Tim Gowers as public intellectual

So this is how a mathematician can be a public intellectual:  Tim Gowers employed his characteristically lucid prose in the service of clarity in his cogent response in the Guardian to the Simon Jenkins column mentioned in my previous post.  I agree with everything in Gowers’s answer to Jenkins, though his examples that show how mathematics can “be a tool for increasing one’s thinking power” are drawn from statistical reasoning; making the case for the value of learning the area of a circle or the quadratic formula is more challenging, and I don’t know that anyone has found the right way to counter the complaints of those who share the Jenkins worldview.  (I suspect the solution must include the word “culture” but I’m not sure what other words need to be involved.)

A position on questions of education in mathematics or anything else rests implicitly on a theory of the good society.  Jenkins must have such a theory but I couldn’t figure out what it is.  Gowers makes his very clear:

…once you [understand some principles of statistics], you become better at making decisions. This is important for individuals – whether we like it or not, we all have to take major decisions based on statistical evidence – and it is even more important for people in positions of authority, whose decisions affect other people.

10 thoughts on “Tim Gowers as public intellectual

  1. Jon Awbrey

    Again, in a ship, if a man were at liberty to do what he chose, but were devoid of mind and excellence in navigation (αρετης κυβερνητικης), do you perceive what must happen to him and his fellow sailors? (Plato, Alcibiades, 135A).

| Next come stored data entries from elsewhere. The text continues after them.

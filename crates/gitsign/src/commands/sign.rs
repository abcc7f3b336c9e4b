//! The sign operation
//!
//! Git expects `[GNUPG:] BEGIN_SIGNING` before any work that may prompt the
//! operator and `[GNUPG:] SIG_CREATED` once the signature exists, followed
//! by the signature itself on stdout. Protocol lines that were already
//! written are not taken back if a later step fails.

use super::{Command, Options};
use crate::backend::KeylessBackend;
use crate::certificate::CertificateInfo;
use crate::error::{Error, Result};
use crate::io::Streams;
use crate::signature::SignOptions;
use crate::status::{self, SignatureKind, StatusLine};
use std::fs::File;
use std::io::{Read, Write};

/// Signs the message with a keyless backend
pub struct SignCommand<B> {
    backend: B,
}

impl<B: KeylessBackend> SignCommand<B> {
    pub fn new(backend: B) -> Self {
        Self { backend }
    }
}

impl<B: KeylessBackend> Command for SignCommand<B> {
    fn run(&self, options: &mut Options<'_>, args: &[String]) -> Result<()> {
        let cli = options.cli;
        let config = options.config;
        let streams = &mut *options.streams;
        let mut tty_out = streams.terminal_output();

        let identity = self
            .backend
            .identity(config, streams.terminal_input(), &mut tty_out)
            .map_err(Error::Identity)?;

        status::emit(&mut tty_out, &StatusLine::BeginSigning).map_err(Error::Status)?;

        let message = read_message(streams, args)?;
        tracing::debug!("read {} byte message", message.len());

        let log = self
            .backend
            .transparency_log(config)
            .map_err(Error::RekorClient)?;

        let sign_options = SignOptions {
            detached: cli.detached,
            armor: cli.armor,
            include_certs: cli.include_certs(),
            timestamp_authority: cli
                .timestamp_authority
                .clone()
                .or_else(|| config.timestamp_url.clone()),
        };
        let artifact = self
            .backend
            .sign(&log, &identity, &message, &sign_options)
            .map_err(Error::Sign)?;

        let certificate = CertificateInfo::from_der(&artifact.certificate)?;
        status::emit(
            &mut tty_out,
            &StatusLine::SigCreated {
                kind: SignatureKind::from_detached(cli.detached),
                algorithm: certificate.algorithm,
                created: artifact.signed_at,
                fingerprint: certificate.fingerprint,
            },
        )
        .map_err(Error::Status)?;

        streams
            .out
            .write_all(&artifact.signature)
            .and_then(|_| streams.out.flush())
            .map_err(Error::WriteSignature)
    }
}

/// Read the message from the single file argument, or from stdin
fn read_message(streams: &mut Streams, args: &[String]) -> Result<Vec<u8>> {
    let mut message = Vec::new();
    if let [path] = args {
        let mut file = File::open(path).map_err(|source| Error::OpenMessage {
            path: path.clone(),
            source,
        })?;
        file.read_to_end(&mut message)
            .map_err(|source| Error::ReadMessage {
                origin: path.clone(),
                source,
            })?;
    } else {
        streams
            .input
            .read_to_end(&mut message)
            .map_err(|source| Error::ReadMessage {
                origin: "stdin".to_string(),
                source,
            })?;
    }
    Ok(message)
}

    Statistics were originally the data that a ship of state needed for stationkeeping and staying on course. The Founders of the United States (FOTUS, FOTI?), like the cybernauts of the enlightenment they were, engineered a ship of state with checks and ballasts and error-controlled feedbacks to achieve the bicameral purpose of representing both reality and the will of the people. And Max Weber understood that a state’s accounting systems were intended as representations of realities that its crew and passengers must observe or perish.

    The question for today is —

    What are the forces that distort our representations of what’s observed, what’s expected, and what’s intended?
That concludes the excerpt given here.